Revealing the results of a project involves answering a few basic questions:
- Did the project achieve its goal?
- Were there any unexpected consequences?
- What’s next?
The first question may seem like an obvious one with an obvious answer. Simply put, either it achieved its objective or it did not. However, any project will have stages of success and stages of failure. In deciding whether a project achieved its goal it is important to refer back to the questions and the brief as set out in the introduction to the presentation.
There was a plan to achieve something – did it succeed? If so, did it come through on, or ahead of, schedule? Was any outside help required? And if it failed, did it fall some distance short or was it close enough to be termed a “deferment” rather than a straight failure?
As for unexpected consequences, these can arise in any project. In preparation for a project, it is common to look ahead at potential problems and decide how these can be avoided or addressed. However, the best laid plans can still always run up against unforeseen problems – and, for that matter, unforeseen benefits.
These can change the shape of a project and lead to the redrawing of an entire brief. Often the kind of on-the-spot management that is required to handle such a situation can be the difference between success and failure, and any conclusion should deal with these circumstances, how they arose, and how they were dealt with.

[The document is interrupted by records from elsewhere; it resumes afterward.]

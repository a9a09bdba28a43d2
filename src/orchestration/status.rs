//! Task status intake.
//!
//! Reports arrive from the cluster at least once and possibly out of order.
//! A report is applied only if it is newer than the last one applied to the
//! instance; an identical repeat is a duplicate and changes nothing. Reports
//! for tasks the orchestrator no longer tracks are answered with a kill.

use opentelemetry::KeyValue;
use serde::{Deserialize, Serialize};
use tracing::{debug, instrument, warn};

use crate::cluster::TaskStatusReport;
use crate::error::FleetResult;
use crate::events::{EventPayload, StatusUpdate};
use crate::leadership::LeadershipTerm;
use crate::metrics;
use crate::models::instance::{Instance, StatusStamp};
use crate::orchestration::core::FleetOrchestrator;
use crate::state_machine::{Condition, InstanceEvent};

#[derive(Debug, Clone, Copy, PartialEq, Eq, Serialize, Deserialize)]
#[serde(rename_all = "snake_case", tag = "outcome")]
pub enum ReportOutcome {
    /// The report was newer than anything seen; `transitions` condition changes followed.
    Applied { transitions: usize },
    /// Same status and timestamp as the last applied report.
    Duplicate,
    /// Older than the last applied report.
    Stale,
    /// No live instance owns the task; a kill was sent unless it already ended.
    Orphan,
}

impl ReportOutcome {
    fn label(&self) -> &'static str {
        match self {
            Self::Applied { .. } => "applied",
            Self::Duplicate => "duplicate",
            Self::Stale => "stale",
            Self::Orphan => "orphan",
        }
    }
}

impl FleetOrchestrator {
    /// Apply one task status report from the cluster.
    #[instrument(skip(self, term, report), fields(instance_id = %report.instance_id, status = %report.status))]
    pub async fn handle_task_status(
        &self,
        term: &LeadershipTerm,
        report: TaskStatusReport,
    ) -> FleetResult<ReportOutcome> {
        self.ensure_active(term)?;
        let outcome = self.apply_report(term, &report).await?;
        metrics::task_status_reports_total().add(
            1,
            &[
                KeyValue::new("status", report.status.as_str()),
                KeyValue::new("outcome", outcome.label()),
            ],
        );
        Ok(outcome)
    }

    async fn apply_report(
        &self,
        term: &LeadershipTerm,
        report: &TaskStatusReport,
    ) -> FleetResult<ReportOutcome> {
        let Some(known) = self.repo.instance(&report.instance_id).await? else {
            return self.reject_orphan(term, report, "unknown instance").await;
        };
        let _guard = self.lock_app(&known.app_id).await;
        self.ensure_active(term)?;

        let Some(mut instance) = self.repo.instance(&report.instance_id).await? else {
            return self.reject_orphan(term, report, "instance expunged").await;
        };
        if report.task_id != instance.task_id {
            return self.reject_orphan(term, report, "superseded task").await;
        }

        if let Some(last) = &instance.last_status {
            if report.timestamp < last.at {
                debug!(last = %last.at, reported = %report.timestamp, "Stale report ignored");
                return Ok(ReportOutcome::Stale);
            }
            if report.timestamp == last.at && report.status == last.status {
                return Ok(ReportOutcome::Duplicate);
            }
        }

        let previous = instance.condition;
        instance.last_status = Some(StatusStamp {
            task_id: report.task_id.clone(),
            status: report.status,
            at: report.timestamp,
        });

        self.ensure_active(term)?;
        self.publish(term, status_update(&instance, report))?;
        let changes = self
            .transition(
                term,
                &mut instance,
                InstanceEvent::Report(report.status),
                report.timestamp,
            )
            .await?;
        if changes.is_empty() {
            self.repo.store_instance(&instance).await?;
        }

        if previous.is_unreachable() && instance.condition == Condition::Running {
            self.discard_stand_ins(term, &instance).await?;
        }
        self.settle_app(term, &instance.app_id).await?;

        Ok(ReportOutcome::Applied {
            transitions: changes.len(),
        })
    }

    /// Kill a task nobody owns, unless the report says it is already gone.
    async fn reject_orphan(
        &self,
        term: &LeadershipTerm,
        report: &TaskStatusReport,
        reason: &'static str,
    ) -> FleetResult<ReportOutcome> {
        if report.status.is_terminal() {
            debug!(reason = reason, "Terminal report for untracked task ignored");
            return Ok(ReportOutcome::Orphan);
        }

        self.ensure_active(term)?;
        warn!(
            task_id = %report.task_id,
            agent_id = %report.agent_id,
            reason = reason,
            "🧹 STATUS: Killing orphan task"
        );
        if let Err(error) = self.cluster.kill(report.task_ref()).await {
            warn!(task_id = %report.task_id, error = %error, "Orphan kill failed");
        }
        Ok(ReportOutcome::Orphan)
    }

    /// An original came back: kill the stand-ins launched for it.
    async fn discard_stand_ins(&self, term: &LeadershipTerm, original: &Instance) -> FleetResult<()> {
        let stand_ins: Vec<Instance> = self
            .repo
            .instances_for(&original.app_id)
            .await?
            .into_iter()
            .filter(|instance| {
                instance.replaces.as_ref() == Some(&original.id)
                    && instance.condition != Condition::Killing
            })
            .collect();

        for stand_in in stand_ins {
            self.kill_instance_locked(term, stand_in, "original instance recovered")
                .await?;
        }
        Ok(())
    }
}

fn status_update(instance: &Instance, report: &TaskStatusReport) -> EventPayload {
    EventPayload::StatusUpdate(StatusUpdate {
        app_id: instance.app_id.clone(),
        instance_id: instance.id.clone(),
        task_id: report.task_id.clone(),
        task_status: report.status,
        agent_id: report.agent_id.clone(),
        host: report.hostname.clone(),
        version: instance.run_spec_version,
        message: report.message.clone(),
    })
}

At the end of the presentation, it is safe to say that the audience will be better informed as to the extent of the success or failure of a plan. Their minds will then, naturally, turn to the matter of where things will go next. Assuming that the business itself has not been wound up, there will be follow-up work to do, and getting on with that work will be the priority.
The question of “What next?” can be answered with reference to the presentation you have just delivered. Everyone will now be clearer on the consequences of the previous months, and now is the best time to lay down the next plan.